そして、半数はさらにMBSRでマインドフルネスを学びました。
平均して、マインドフルネスを学んだ親たちは、学ばなかった親たちに比べて、ストレスが大きく軽減され、子どもとの関わりに対する評価も良くなったと報告しました。
ブロデリックは、マインドフルネスの実践をできるだけ身近なものにしようと努めました。
たとえば、皿洗いや夕食作りなど、目の前の仕事に全神経を集中させることでも、マインドフルネスは実践することができるのです。
「マインドフルネスを実践するには、皿洗いや夕食作りなど、どんな事でも、それに全神経を集中させればよいのです」
非営利団体Autism Science Foundationの最高科学責任者であるアリシア・ハラデイは、自閉症の子どもを持つ親は自分がストレスを感じていることを、自分のための時間を確保し認めるべきだと言います。

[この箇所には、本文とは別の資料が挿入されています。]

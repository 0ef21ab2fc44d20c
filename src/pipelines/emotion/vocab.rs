use crate::core::error::{EmotionError, Result};
use std::collections::HashMap;
use std::path::Path;

/// Token reserved by the pretrained artifact for out-of-vocabulary words.
pub const UNK_TOKEN: &str = "<unk>";

/// Word-to-id mapping fixed by the pretrained artifact. Immutable after load.
#[derive(Debug, Clone)]
pub struct Vocabulary {
    map: HashMap<String, u32>,
    unk_id: u32,
}

impl Vocabulary {
    /// Load a vocabulary from a plain-text file.
    ///
    /// Two line formats are accepted, matching the published artifacts:
    /// `token<TAB>id`, or a bare token whose id is its line number.
    /// Duplicate tokens keep the last id seen. The file must contain the
    /// `<unk>` sentinel.
    pub fn load(path: impl AsRef<Path>) -> Result<Self> {
        let path = path.as_ref();
        let content = std::fs::read_to_string(path)
            .map_err(|e| EmotionError::file_access(path, e))?;

        let mut map = HashMap::new();
        for (line_number, line) in content.lines().enumerate() {
            if line.is_empty() {
                continue;
            }
            match line.rsplit_once('\t') {
                Some((token, id)) => {
                    let id = id.trim().parse::<u32>().map_err(|_| {
                        EmotionError::VocabFormat(format!(
                            "line {}: trailing id {id:?} is not an integer",
                            line_number + 1
                        ))
                    })?;
                    map.insert(token.to_string(), id);
                }
                None => {
                    map.insert(line.to_string(), line_number as u32);
                }
            }
        }

        Self::from_map(map)
    }

    /// Build a vocabulary from in-memory entries. The `<unk>` sentinel is
    /// still required.
    pub fn from_entries<T: Into<String>>(entries: impl IntoIterator<Item = (T, u32)>) -> Result<Self> {
        let map = entries
            .into_iter()
            .map(|(token, id)| (token.into(), id))
            .collect();
        Self::from_map(map)
    }

    fn from_map(map: HashMap<String, u32>) -> Result<Self> {
        let unk_id = *map.get(UNK_TOKEN).ok_or_else(|| {
            EmotionError::VocabFormat(format!("missing `{UNK_TOKEN}` sentinel entry"))
        })?;
        Ok(Self { map, unk_id })
    }

    /// Id for a token, substituting the unknown sentinel for words the
    /// pretrained vocabulary does not contain.
    pub fn id(&self, token: &str) -> u32 {
        self.map.get(token).copied().unwrap_or(self.unk_id)
    }

    pub fn unk_id(&self) -> u32 {
        self.unk_id
    }

    pub fn len(&self) -> usize {
        self.map.len()
    }

    pub fn is_empty(&self) -> bool {
        self.map.is_empty()
    }
}

#[cfg(test)]
mod tests {
    use super::*;
    use std::io::Write;

    fn write_vocab(content: &str) -> tempfile::NamedTempFile {
        let mut file = tempfile::NamedTempFile::new().unwrap();
        file.write_all(content.as_bytes()).unwrap();
        file
    }

    #[test]
    fn loads_tab_separated_format() {
        let file = write_vocab("<unk>\t0\n你好\t1\n天气\t2\n");
        let vocab = Vocabulary::load(file.path()).unwrap();
        assert_eq!(vocab.len(), 3);
        assert_eq!(vocab.id("你好"), 1);
        assert_eq!(vocab.id("天气"), 2);
    }

    #[test]
    fn loads_line_number_format() {
        let file = write_vocab("<unk>\nhello\nworld\n");
        let vocab = Vocabulary::load(file.path()).unwrap();
        assert_eq!(vocab.unk_id(), 0);
        assert_eq!(vocab.id("hello"), 1);
        assert_eq!(vocab.id("world"), 2);
    }

    #[test]
    fn unknown_tokens_map_to_sentinel() {
        let file = write_vocab("<unk>\t7\nfoo\t1\n");
        let vocab = Vocabulary::load(file.path()).unwrap();
        assert_eq!(vocab.id("never-seen"), 7);
    }

    #[test]
    fn duplicate_tokens_last_wins() {
        let file = write_vocab("<unk>\t0\nfoo\t1\nfoo\t5\n");
        let vocab = Vocabulary::load(file.path()).unwrap();
        assert_eq!(vocab.id("foo"), 5);
    }

    #[test]
    fn missing_unk_sentinel_is_rejected() {
        let file = write_vocab("foo\t1\nbar\t2\n");
        let err = Vocabulary::load(file.path()).unwrap_err();
        assert!(matches!(err, EmotionError::VocabFormat(_)));
    }

    #[test]
    fn non_numeric_id_is_rejected() {
        let file = write_vocab("<unk>\t0\nfoo\tbar\n");
        let err = Vocabulary::load(file.path()).unwrap_err();
        assert!(matches!(err, EmotionError::VocabFormat(_)));
    }

    #[test]
    fn unreadable_path_is_a_file_access_error() {
        let err = Vocabulary::load("/definitely/not/here/vocab.txt").unwrap_err();
        assert!(matches!(err, EmotionError::FileAccess { .. }));
    }
}
use super::model::EmotionClassificationModel;
use super::pipeline::{EmotionClassificationPipeline, SharedSegmenter};
use crate::core::{global_cache, ModelOptions};
use crate::models::textcnn::{TextCnnEmotionModel, TextCnnOptions};
use crate::pipelines::utils::build_cache_key;
use std::path::PathBuf;

pub struct EmotionClassificationPipelineBuilder<M: EmotionClassificationModel> {
    options: M::Options,
    segmenter: Option<SharedSegmenter>,
}

impl<M: EmotionClassificationModel> EmotionClassificationPipelineBuilder<M> {
    pub fn new(options: M::Options) -> Self {
        Self {
            options,
            segmenter: None,
        }
    }

    /// Override the word-segmentation delegate instead of loading the
    /// model's own tokenizer on first use.
    pub fn segmenter(mut self, segmenter: SharedSegmenter) -> Self {
        self.segmenter = Some(segmenter);
        self
    }

    pub fn build(self) -> crate::core::Result<EmotionClassificationPipeline<M>>
    where
        M: Send + Sync + 'static,
        M::Options: ModelOptions + Send + Sync + 'static,
    {
        let key = build_cache_key(&self.options);
        let options = self.options.clone();
        let model = global_cache().get_or_create(&key, || M::new(options))?;
        let vocab = M::load_vocabulary(&self.options)?;

        let pipeline = match self.segmenter {
            Some(segmenter) => {
                EmotionClassificationPipeline::from_shared(model, vocab, segmenter)
            }
            None => {
                let options = self.options;
                EmotionClassificationPipeline::with_factory(
                    model,
                    vocab,
                    Box::new(move || M::load_segmenter(&options)),
                )
            }
        };
        Ok(pipeline)
    }
}

impl EmotionClassificationPipelineBuilder<TextCnnEmotionModel> {
    /// Pretrained TextCNN from a local artifact directory.
    pub fn textcnn(dir: impl Into<PathBuf>) -> Self {
        Self::new(TextCnnOptions::local(dir))
    }

    /// Pretrained TextCNN from a Hugging Face Hub repository.
    pub fn textcnn_from_hub(repo: impl Into<String>) -> Self {
        Self::new(TextCnnOptions::hub(repo))
    }
}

「自分に合うことを見つけて、罪悪感を感じずにやってみましょう。
親が元気になると、それは子どもにも伝わります」
ブロデリックも同じことを言います。
「ウェルネスがウェルネスを生むのです」
(出典:米Medical Xpress)(画像:Pixabay)
親がつらい感じになっていれば、子どもがニコニコすることも多くならないでしょう。
私もそう思います。
なので、ずっと私は子どもも無理することなく、ニコニコして過ごせることを第一にしてきました。
マインドフルネスもその一助になるのでしょう。